This code repository aims to facilitate reproducibility of research results involving deep learning models for breast cancer detection in digital mammography. The code demonstrates the training and testing of state-of-the-art convolutional neural networks which build the core component of most commercially available breast cancer AI systems. The default model in the code base is a ResNet-18, but this can be easily adjusted to higher capacity models (e.g., ResNet-50). The training routine implements state-of-the-art data augmentation techniques including photometric and geometric transformations that are randomly applied to the training images to improve the model robustness and generalization to unseen data.
For demonstration purposes, the repository uses the publicly available VinDr-Mammo dataset. Note, the dataset is somewhat limited in terms of number of samples (14,000 images for training, 6,000 for testing). State-of-the-art breast cancer detection AI systems are commonly trained on several hundreds of thousands of mammograms. Also note that the VinDr-Mammo dataset has only cases with BI-RADS labels 1 to 5, but no confirmed negative cases with long-term follow-up and no biopsy-confirmed positive cases.
For running the code, we recommend setting up a dedicated Python environment.
The code has been tested on Windows 11 and Ubuntu 22.04 operating systems.
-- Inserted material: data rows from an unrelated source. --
//! HTTP surface: shared state, router and layers.

pub mod admin;
pub mod auth;
pub mod cart;
pub mod categories;
pub mod chat;
pub mod complaints;
pub mod extract;
pub mod orders;
pub mod payments;
pub mod products;
pub mod rate_limit;
pub mod validation;

use axum::{
    extract::DefaultBodyLimit,
    http::{header, request::Parts, HeaderValue, Method},
    middleware,
    routing::get,
    Json, Router,
};
use chrono::Utc;
use serde::{Deserialize, Serialize};
use serde_json::{json, Value};
use sqlx::PgPool;
use std::sync::Arc;
use uuid::Uuid;
use tower_http::{
    cors::{AllowOrigin, CorsLayer},
    limit::RequestBodyLimitLayer,
    trace::TraceLayer,
};

use crate::auth::TokenService;
use crate::chat::Classifier;
use crate::config::Config;
use crate::domain::events::DomainEvent;
use crate::notify::Notifier;
use crate::payment::PaymentGateway;
use rate_limit::{limit_requests, RateLimiter};

pub const BODY_LIMIT_BYTES: usize = 10 * 1024 * 1024;

#[derive(Clone)]
pub struct AppState {
    pub db: PgPool,
    pub config: Arc<Config>,
    pub tokens: TokenService,
    pub payments: Option<Arc<dyn PaymentGateway>>,
    pub notifier: Notifier,
    pub chatbot: Classifier,
}

impl AppState {
    /// Hands committed aggregate events to the notifier, emailing `user_id` when it resolves.
    pub async fn publish(&self, events: Vec<DomainEvent>, user_id: Option<Uuid>) {
        if events.is_empty() { return; }
        let recipient = match user_id {
            Some(id) => sqlx::query_scalar::<_, String>("SELECT email FROM users WHERE id = $1")
                .bind(id)
                .fetch_optional(&self.db)
                .await
                .unwrap_or_else(|e| {
                    tracing::warn!(user_id = %id, "recipient lookup failed: {}", e);
                    None
                }),
            None => None,
        };
        for event in &events {
            self.notifier.dispatch(event, recipient.as_deref()).await;
        }
    }
}

pub fn router(state: AppState) -> Router {
    let cors = cors_layer(&state.config.client_url);
    let limiter = Arc::new(RateLimiter::from_config(&state.config));
    let api = Router::new()
        .route("/health", get(health))
        .nest("/auth", auth::routes())
        .nest("/products", products::routes())
        .nest("/categories", categories::routes())
        .nest("/cart", cart::routes())
        .nest("/orders", orders::routes())
        .nest("/payments", payments::routes())
        .nest("/complaints", complaints::routes())
        .nest("/admin", admin::routes())
        .nest("/chat", chat::routes())
        .layer(middleware::from_fn_with_state(limiter, limit_requests));

    Router::new()
        .route("/", get(root))
        .nest("/api", api)
        .layer(DefaultBodyLimit::disable())
        .layer(RequestBodyLimitLayer::new(BODY_LIMIT_BYTES))
        .layer(TraceLayer::new_for_http())
        .layer(cors)
        .with_state(state)
}

/// The configured client plus any localhost origin, with credentials.
fn cors_layer(client_url: &str) -> CorsLayer {
    let client = client_url.trim_end_matches('/').to_string();
    CorsLayer::new()
        .allow_origin(AllowOrigin::predicate(move |origin: &HeaderValue, _: &Parts| {
            origin.to_str().map(|o| o == client || is_localhost(o)).unwrap_or(false)
        }))
        .allow_methods([Method::GET, Method::POST, Method::PUT, Method::PATCH, Method::DELETE, Method::OPTIONS])
        .allow_headers([header::AUTHORIZATION, header::CONTENT_TYPE])
        .allow_credentials(true)
}

fn is_localhost(origin: &str) -> bool {
    ["http://localhost", "http://127.0.0.1"].iter().any(|prefix| {
        origin.strip_prefix(prefix).is_some_and(|rest| rest.is_empty() || rest.starts_with(':'))
    })
}

async fn root() -> Json<Value> {
    Json(json!({
        "name": "🔧 SparePartsHub API",
        "version": env!("CARGO_PKG_VERSION"),
        "description": "Multi-vendor marketplace for bike, car & tractor spare parts 🇮🇳",
        "status": "✅ Running",
        "endpoints": {
            "auth": "/api/auth",
            "products": "/api/products",
            "categories": "/api/categories",
            "cart": "/api/cart",
            "orders": "/api/orders",
            "payments": "/api/payments",
            "complaints": "/api/complaints",
            "admin": "/api/admin",
            "chat": "/api/chat",
            "health": "/api/health"
        }
    }))
}

async fn health() -> Json<Value> {
    Json(json!({ "status": "ok", "timestamp": Utc::now().to_rfc3339() }))
}

/// `?page=&limit=` as sent by list endpoints.
#[derive(Debug, Default, Deserialize)]
pub struct PageParams {
    pub page: Option<i64>,
    pub limit: Option<i64>,
}

#[derive(Debug, Clone, Copy, PartialEq, Eq, Serialize)]
pub struct Page {
    pub page: i64,
    pub limit: i64,
}

impl Page {
    pub const MAX_LIMIT: i64 = 100;

    pub fn new(params: &PageParams, default_limit: i64) -> Self {
        Self {
            page: params.page.unwrap_or(1).max(1),
            limit: params.limit.unwrap_or(default_limit).clamp(1, Self::MAX_LIMIT),
        }
    }

    pub fn offset(&self) -> i64 { (self.page - 1) * self.limit }

    pub fn total_pages(&self, total: i64) -> i64 { (total + self.limit - 1) / self.limit }

    /// `{<key>: items, page, totalPages, total}`
    pub fn wrap<T: Serialize>(&self, key: &str, items: Vec<T>, total: i64) -> Json<Value> {
        let mut body = json!({ "page": self.page, "totalPages": self.total_pages(total), "total": total });
        body[key] = json!(items);
        Json(body)
    }
}


#[cfg(test)]
mod tests {
    use super::test_support::lazy_state;
    use super::*;
    use crate::auth::AccessClaims;
    use crate::domain::aggregates::Role;
    use axum::{body::Body, http::{Request, StatusCode}};
    use http_body_util::BodyExt;
    use jsonwebtoken::{encode, EncodingKey, Header};
    use tower::ServiceExt;
    use uuid::Uuid;

    async fn send(req: Request<Body>) -> (StatusCode, Value) {
        send_to(router(lazy_state()), req).await
    }

    async fn send_to(app: Router, req: Request<Body>) -> (StatusCode, Value) {
        let resp = app.oneshot(req).await.unwrap();
        let status = resp.status();
        let bytes = resp.into_body().collect().await.unwrap().to_bytes();
        (status, serde_json::from_slice(&bytes).unwrap_or(Value::Null))
    }

    fn get(uri: &str) -> Request<Body> { Request::builder().uri(uri).body(Body::empty()).unwrap() }

    fn post_json(uri: &str, body: Value) -> Request<Body> {
        Request::builder()
            .method("POST")
            .uri(uri)
            .header(header::CONTENT_TYPE, "application/json")
            .body(Body::from(body.to_string()))
            .unwrap()
    }

    #[tokio::test]
    async fn test_health() {
        let (status, body) = send(get("/api/health")).await;
        assert_eq!(status, StatusCode::OK);
        assert_eq!(body["status"], "ok");
        assert!(body["timestamp"].is_string());
    }

    #[tokio::test]
    async fn test_root_info() {
        let (status, body) = send(get("/")).await;
        assert_eq!(status, StatusCode::OK);
        assert_eq!(body["endpoints"]["health"], "/api/health");
    }

    #[tokio::test]
    async fn test_missing_token() {
        let (status, body) = send(get("/api/orders/my")).await;
        assert_eq!(status, StatusCode::UNAUTHORIZED);
        assert_eq!(body["message"], "Access denied. No token provided.");
    }

    #[tokio::test]
    async fn test_invalid_token() {
        let req = Request::builder()
            .uri("/api/auth/me")
            .header(header::AUTHORIZATION, "Bearer not.a.jwt")
            .body(Body::empty())
            .unwrap();
        let (status, body) = send(req).await;
        assert_eq!(status, StatusCode::UNAUTHORIZED);
        assert_eq!(body["message"], "Invalid token.");
    }

    #[tokio::test]
    async fn test_expired_token() {
        let secret = crate::config::test_config().jwt_access_secret;
        let claims = AccessClaims { sub: Uuid::now_v7(), role: Role::Customer, iat: 1_000, exp: 2_000 };
        let token = encode(&Header::default(), &claims, &EncodingKey::from_secret(secret.as_bytes())).unwrap();
        let req = Request::builder()
            .uri("/api/cart")
            .header(header::AUTHORIZATION, format!("Bearer {token}"))
            .body(Body::empty())
            .unwrap();
        let (status, body) = send(req).await;
        assert_eq!(status, StatusCode::UNAUTHORIZED);
        assert_eq!(body["code"], "TOKEN_EXPIRED");
    }

    #[tokio::test]
    async fn test_register_validation() {
        let (status, body) = send(post_json(
            "/api/auth/register",
            json!({ "name": "R", "email": "not-an-email", "password": "123", "role": "wholesaler" }),
        ))
        .await;
        assert_eq!(status, StatusCode::BAD_REQUEST);
        assert_eq!(body["message"], "Validation error");
        let errors = body["errors"].as_array().unwrap();
        assert!(errors.len() >= 4, "{errors:?}");
    }

    #[tokio::test]
    async fn test_admin_self_registration_rejected() {
        let (status, body) = send(post_json(
            "/api/auth/register",
            json!({ "name": "Mallory", "email": "m@example.com", "password": "secret123", "role": "admin" }),
        ))
        .await;
        assert_eq!(status, StatusCode::BAD_REQUEST);
        assert!(body["errors"].as_array().unwrap().iter().any(|e| e == "role must be one of [customer, wholesaler]"));
    }

    #[tokio::test]
    async fn test_bad_id_is_json() {
        let (status, body) = send(get("/api/categories/not-a-uuid")).await;
        assert_eq!(status, StatusCode::BAD_REQUEST);
        assert_eq!(body["message"], "Invalid resource id.");
    }

    #[tokio::test]
    async fn test_bad_query_is_json() {
        let (status, body) = send(get("/api/products?minPrice=abc")).await;
        assert_eq!(status, StatusCode::BAD_REQUEST);
        assert_eq!(body["message"], "Validation error");
        assert_eq!(body["errors"].as_array().map(Vec::len), Some(1));
    }

    #[tokio::test]
    async fn test_api_rate_limited() {
        let mut state = lazy_state();
        let mut config = crate::config::test_config();
        config.rate_limit_max = 2;
        state.config = Arc::new(config);
        let app = router(state);

        for _ in 0..2 {
            assert_eq!(send_to(app.clone(), get("/api/health")).await.0, StatusCode::OK);
        }
        let (status, body) = send_to(app.clone(), get("/api/health")).await;
        assert_eq!(status, StatusCode::TOO_MANY_REQUESTS);
        assert_eq!(body["message"], "Too many requests, please try again later.");

        // the service banner sits outside /api
        assert_eq!(send_to(app, get("/")).await.0, StatusCode::OK);
    }

    #[test]
    fn test_page_math() {
        let page = Page::new(&PageParams { page: Some(0), limit: Some(500) }, 12);
        assert_eq!(page, Page { page: 1, limit: 100 });
        let page = Page::new(&PageParams { page: Some(3), limit: None }, 12);
        assert_eq!(page.offset(), 24);
        assert_eq!(page.total_pages(25), 3);
        assert_eq!(page.total_pages(0), 0);
        let body = page.wrap("products", vec![1, 2], 26).0;
        assert_eq!(body["totalPages"], 3);
        assert_eq!(body["products"], json!([1, 2]));
    }

    #[test]
    fn test_localhost_origins() {
        assert!(is_localhost("http://localhost:3000"));
        assert!(is_localhost("http://127.0.0.1"));
        assert!(!is_localhost("http://localhost.evil.com"));
    }
}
The training and testing of the breast cancer detection model requires a high-end GPU workstation. For our experiments with the code base, we used an NVIDIA Titan X RTX 24 GB. If less memory is available, the default value for the variable batch_size
in script mammo-net.py may need to be decreased.
We recommend the use of Visual Studio Code for experimenting with the code base.
Create and activate a Python 3 conda environment:
conda create -n mammo python=3
conda activate mammo
Check out instructions for how to install PyTorch using conda or pip.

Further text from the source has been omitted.